In this thesis we investigate two topics in data mining on graphs; in the first part we investigate the notion of centrality in graphs, in the second part we look at reconstructing graphs from aggregate information.
In many graph related problems the goal is to rank nodes based on an importance score. This score is in general referred to as node centrality. In Part I. we start by giving a novel and more efficient algorithm for computing betweenness centrality. In many applications not an individual node but rather a set of nodes is chosen to perform some task. We generalize the notion of centrality to groups of nodes.
While group centrality was first formally defined by Everett and Borgatti (1999), we are the first to pose it as a combinatorial optimization problem; find a group of k nodes with largest centrality. We give an algorithm for solving this optimization problem for a general notion of centrality that subsumes various instantiations of centrality that find paths in the graph. We prove that this problem is NP-hard for specific centrality definitions and we provide a universal algorithm for this problem that can be modified to optimize the specific measures. We also investigate the problem of increasing node centrality by adding or deleting edges in the graph. We conclude this part by solving the optimization problem for two specific applications; one for minimizing redundancy in information propagation networks and one for optimizing the expected number of interceptions of a group in a random navigational network.

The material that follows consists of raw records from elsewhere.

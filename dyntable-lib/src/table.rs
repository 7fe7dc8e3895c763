//! The dynamic table façade.

use std::sync::Arc;

use tabledom::Document;
use tabledom::Element;

use crate::error::Error;
use crate::event::DataSource;
use crate::event::EventBus;
use crate::event::RowHandle;
use crate::event::TableEvent;
use crate::event::TableId;
use crate::model::parse_rows;
use crate::model::ImportStatus;
use crate::model::Row;
use crate::model::TableModel;
use crate::model::TableOptions;
use crate::model::Value;
use crate::render::extract_table_data;
use crate::render::Renderer;
use crate::storage::Storage;
use crate::worker::WorkerExecutor;
use crate::worker::WorkerRegistry;

/// An editable table bound to a document mount point.
///
/// Owns the model, the rendered element tree and the per-instance event
/// bus. Every mutating operation re-renders the `thead`/`tbody` sections
/// and publishes its event; rendering is idempotent for identical model
/// state.
///
/// # Example
///
/// ```
/// use dyntable_lib::DynamicTable;
/// use dyntable_lib::model::TableOptions;
/// use tabledom::{Document, Element};
///
/// let mut doc = Document::new();
/// doc.insert("data_table", Element::new("table"));
///
/// let mut table = DynamicTable::attach(
///     &doc,
///     "data_table",
///     Vec::new(),
///     TableOptions::default(),
/// )
/// .unwrap();
///
/// let status = table.load_json(r#"[{"name":"Alice"}]"#);
/// assert!(status.ok);
/// assert_eq!(table.model().len(), 1);
/// ```
pub struct DynamicTable {
    id: TableId,
    key: String,
    root: Element,
    model: TableModel,
    bus: Arc<EventBus>,
    active_tab: Option<String>,
}

impl DynamicTable {
    /// Attach a table to the mount point `table_id` in `document`.
    ///
    /// Fails with [`Error::MissingElement`] when the mount point does not
    /// exist and with [`Error::Identity`] when row identities cannot be
    /// allocated. Both are structural preconditions; there is no degraded
    /// construction.
    pub fn attach(
        document: &Document,
        table_id: &str,
        rows: Vec<Row>,
        options: TableOptions,
    ) -> Result<Self, Error> {
        let root = document
            .get(table_id)
            .cloned()
            .ok_or_else(|| Error::MissingElement(table_id.to_string()))?;
        let model = TableModel::new(rows, options)?;

        let mut table = Self {
            id: TableId::next(),
            key: table_id.to_string(),
            root,
            model,
            bus: Arc::new(EventBus::new()),
            active_tab: None,
        };
        table.rerender();
        Ok(table)
    }

    // =========================================================================
    // Access
    // =========================================================================

    /// The table's instance id, carried in every event payload.
    pub fn id(&self) -> TableId {
        self.id
    }

    /// The mount point key the table is attached to.
    pub fn key(&self) -> &str {
        &self.key
    }

    /// The event bus for this instance.
    pub fn bus(&self) -> &Arc<EventBus> {
        &self.bus
    }

    /// The table model.
    pub fn model(&self) -> &TableModel {
        &self.model
    }

    /// The rendered element tree.
    pub fn element(&self) -> &Element {
        &self.root
    }

    /// The rendered tree as HTML.
    pub fn html(&self) -> String {
        tabledom::to_html(&self.root)
    }

    /// Build a worker registry wired to this table's bus.
    pub fn workers(&self, executor: Arc<WorkerExecutor>) -> WorkerRegistry {
        WorkerRegistry::new(
            Arc::clone(&self.bus),
            executor,
            self.id,
            self.key.clone(),
            self.model.options().collection_name.clone(),
        )
    }

    // =========================================================================
    // Rendering
    // =========================================================================

    /// Re-render the table from current model state.
    ///
    /// Replaces only the `thead`/`tbody` sections; sibling children of the
    /// table element survive. Emits `tableRender`.
    pub fn render(&mut self) {
        self.rerender();
    }

    fn rerender(&mut self) {
        Renderer::render(&self.model, &mut self.root);
        self.bus.publish(&TableEvent::TableRender {
            table: self.id,
            headers: self.model.headers().to_vec(),
            rows: self.model.len(),
        });
    }

    /// Read the current table contents back out of the rendered tree.
    pub fn extract_table_data(&self) -> Vec<Row> {
        extract_table_data(&self.model, &self.root)
    }

    /// The extracted table contents as pretty-printed JSON.
    pub fn export_json(&self) -> Result<String, Error> {
        let rows = self.extract_table_data();
        serde_json::to_string_pretty(&rows)
            .map_err(|e| crate::error::StorageError::Serialize(e.to_string()).into())
    }

    // =========================================================================
    // Data
    // =========================================================================

    /// Replace all rows programmatically. Emits `tableRender` then
    /// `dataChange`.
    pub fn load(&mut self, rows: Vec<Row>) -> Result<(), Error> {
        self.load_with_source(rows, DataSource::Load)
    }

    /// Import raw JSON text, leniently.
    ///
    /// On success the row set is replaced wholesale (prior selection is
    /// discarded) and `dataChange` is emitted; on failure the model is
    /// untouched and only the failed status is returned.
    pub fn load_json(&mut self, raw: &str) -> ImportStatus {
        match parse_rows(raw) {
            Ok((rows, source)) => match self.load_with_source(rows, source) {
                Ok(()) => ImportStatus::parsed(self.model.rows().to_vec(), source),
                Err(e) => {
                    log::error!("import aborted: {e}");
                    ImportStatus::failed()
                }
            },
            Err(e) => {
                log::debug!("import rejected: {e}");
                ImportStatus::failed()
            }
        }
    }

    fn load_with_source(&mut self, rows: Vec<Row>, source: DataSource) -> Result<(), Error> {
        self.model.load(rows)?;
        self.rerender();
        self.bus.publish(&TableEvent::DataChange {
            table: self.id,
            rows: self.model.rows().to_vec(),
            source,
        });
        Ok(())
    }

    /// Replace all rows from a stored collection.
    ///
    /// `key` falls back to the table's collection name. Fails with
    /// [`StorageError::Missing`](crate::error::StorageError::Missing) when
    /// nothing is stored under the key.
    pub async fn load_from_storage(
        &mut self,
        storage: &Storage,
        key: Option<&str>,
    ) -> Result<usize, Error> {
        let key = key
            .map(str::to_string)
            .or_else(|| self.model.options().collection_name.clone())
            .unwrap_or_else(|| "defaultCollection".to_string());

        let value = storage
            .get(&key)
            .await
            .ok_or_else(|| crate::error::StorageError::Missing(key.clone()))?;
        let rows = crate::model::rows_from_array(value)?;
        let count = rows.len();
        self.load_with_source(rows, DataSource::Storage)?;
        Ok(count)
    }

    /// Append a row. Emits `tableRender` then `rowAdded`.
    pub fn add_row(&mut self, row: Row) -> Result<RowHandle, Error> {
        let handle = self.model.add_row(row)?;
        let collection = self
            .model
            .row_identity(handle.index)
            .and_then(|ri| ri.collection);
        self.rerender();
        self.bus.publish(&TableEvent::RowAdded {
            table: self.id,
            row: handle.clone(),
            collection,
        });
        Ok(handle)
    }

    /// Delete the row at `index` by position.
    ///
    /// The handle and collection are captured before removal; remaining
    /// identities are untouched. Unsaved in-flight cell edits for the row
    /// are lost; edits must be committed via blur before deletion. Emits
    /// `tableRender` then `rowDeleted`; out-of-bounds indices return
    /// `None` silently.
    pub fn delete_row(&mut self, index: usize) -> Option<RowHandle> {
        let (handle, collection) = self.model.delete_row(index)?;
        self.rerender();
        self.bus.publish(&TableEvent::RowDeleted {
            table: self.id,
            row: handle.clone(),
            collection,
        });
        Some(handle)
    }

    /// Auto-save a field edit into the model. Emits `rowFieldAutoSaved`.
    ///
    /// The rendered tree is left alone: the edit originated there.
    pub fn update_field(
        &mut self,
        index: usize,
        key: &str,
        value: impl Into<Value>,
    ) -> Option<RowHandle> {
        let value = value.into();
        let text = value.display_string();
        let handle = self.model.update_field(index, key, value)?;
        self.bus.publish(&TableEvent::RowFieldAutoSaved {
            table: self.id,
            row: handle.clone(),
            key: key.to_string(),
            value: text,
        });
        Some(handle)
    }

    // =========================================================================
    // Cell notifications
    // =========================================================================

    /// Report an in-progress cell edit. Emits `cellChange`.
    pub fn notify_cell_change(&self, index: usize, key: &str, value: &str) {
        self.notify_cell(index, key, value, false);
    }

    /// Report a committed cell edit. Emits `cellBlur`.
    pub fn notify_cell_blur(&self, index: usize, key: &str, value: &str) {
        self.notify_cell(index, key, value, true);
    }

    fn notify_cell(&self, index: usize, key: &str, value: &str, blur: bool) {
        let Some(row) = self.model.row_handle(index) else {
            return;
        };
        let collection = self.model.row_identity(index).and_then(|ri| ri.collection);
        let event = if blur {
            TableEvent::CellBlur {
                table: self.id,
                row,
                key: key.to_string(),
                value: value.to_string(),
                collection,
            }
        } else {
            TableEvent::CellChange {
                table: self.id,
                row,
                key: key.to_string(),
                value: value.to_string(),
                collection,
            }
        };
        self.bus.publish(&event);
    }

    // =========================================================================
    // Selection and checked state
    // =========================================================================

    /// Set a row's checked flag. Emits `tableRender` then `rowChecked`.
    pub fn toggle_checked(&mut self, index: usize, checked: bool) -> Option<RowHandle> {
        let handle = self.model.toggle_checked(index, checked)?;
        self.rerender();
        self.bus.publish(&TableEvent::RowChecked {
            table: self.id,
            row: handle.clone(),
            checked,
        });
        Some(handle)
    }

    /// Set a row's selected state. Emits `rowSelected` then
    /// `selectionChanged`.
    pub fn toggle_select(&mut self, index: usize, selected: bool) -> Option<RowHandle> {
        let handle = self.model.toggle_select(index, selected)?;
        self.rerender();
        self.bus.publish(&TableEvent::RowSelected {
            table: self.id,
            row: handle.clone(),
            selected,
        });
        self.publish_selection();
        Some(handle)
    }

    /// Make the row at `index` the single selection. Emits
    /// `singleRowSelected` then `selectionChanged`.
    pub fn select_single(&mut self, index: usize) -> Option<RowHandle> {
        let handle = self.model.select_single(index)?;
        self.rerender();
        self.bus.publish(&TableEvent::SingleRowSelected {
            table: self.id,
            row: handle.clone(),
        });
        self.publish_selection();
        Some(handle)
    }

    /// Select or deselect every row. Emits `selectionChanged`.
    pub fn toggle_select_all(&mut self, selected: bool) {
        self.model.toggle_select_all(selected);
        self.rerender();
        self.publish_selection();
    }

    /// Identities of all selected rows, in row order.
    pub fn selected_ids(&self) -> Vec<String> {
        self.model.selected_ids()
    }

    fn publish_selection(&self) {
        self.bus.publish(&TableEvent::SelectionChanged {
            table: self.id,
            selected: self.model.selected_ids(),
        });
    }

    // =========================================================================
    // Row sheets, tabs, collection
    // =========================================================================

    /// Open the detail sheet for the row at `index`. At most one sheet is
    /// open; any other sheet is closed first. Emits `rowSheetClosed` for
    /// the displaced sheet, then `rowSheetOpened`.
    pub fn open_row_sheet(&mut self, index: usize) -> Option<RowHandle> {
        let (closed, opened) = self.model.open_sheet_for(index)?;
        if let Some(closed) = closed {
            self.bus.publish(&TableEvent::RowSheetClosed {
                table: self.id,
                row: closed,
            });
        }
        self.bus.publish(&TableEvent::RowSheetOpened {
            table: self.id,
            row: opened.clone(),
        });
        Some(opened)
    }

    /// Close the open detail sheet, if any. Emits `rowSheetClosed`.
    pub fn close_row_sheet(&mut self) -> Option<RowHandle> {
        let closed = self.model.close_sheet()?;
        self.bus.publish(&TableEvent::RowSheetClosed {
            table: self.id,
            row: closed.clone(),
        });
        Some(closed)
    }

    /// The active tab, if one was set.
    pub fn active_tab(&self) -> Option<&str> {
        self.active_tab.as_deref()
    }

    /// Switch the active tab. Emits `tabChanged`.
    pub fn change_tab(&mut self, tab: impl Into<String>) {
        let tab = tab.into();
        self.active_tab = Some(tab.clone());
        self.bus
            .publish(&TableEvent::TabChanged { table: self.id, tab });
    }

    /// Rename the table's collection. Emits `collectionNameChange`.
    pub fn set_collection_name(&mut self, name: impl Into<String>) {
        let name = name.into();
        self.model.set_collection_name(name.clone());
        self.bus.publish(&TableEvent::CollectionNameChange {
            table: self.id,
            name,
        });
    }
}

impl std::fmt::Debug for DynamicTable {
    fn fmt(&self, f: &mut std::fmt::Formatter<'_>) -> std::fmt::Result {
        f.debug_struct("DynamicTable")
            .field("id", &self.id)
            .field("key", &self.key)
            .field("rows", &self.model.len())
            .finish()
    }
}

In the second part of the thesis we investigate what we can infer about a bipartite graph if only some aggregate information -- the number of common neighbors among each pair of nodes -- is given. First, we observe that the given data is equivalent to the dot-product of the adjacency vectors of each node. Based on this knowledge we develop an algorithm that is based on SVD-decomposition, that is capable of almost perfectly reconstructing graphs from such neighborhood data. We investigate two versions of this problem, in the versions the dot-product of nodes with themselves, e.g. the node degrees, are either known or hidden.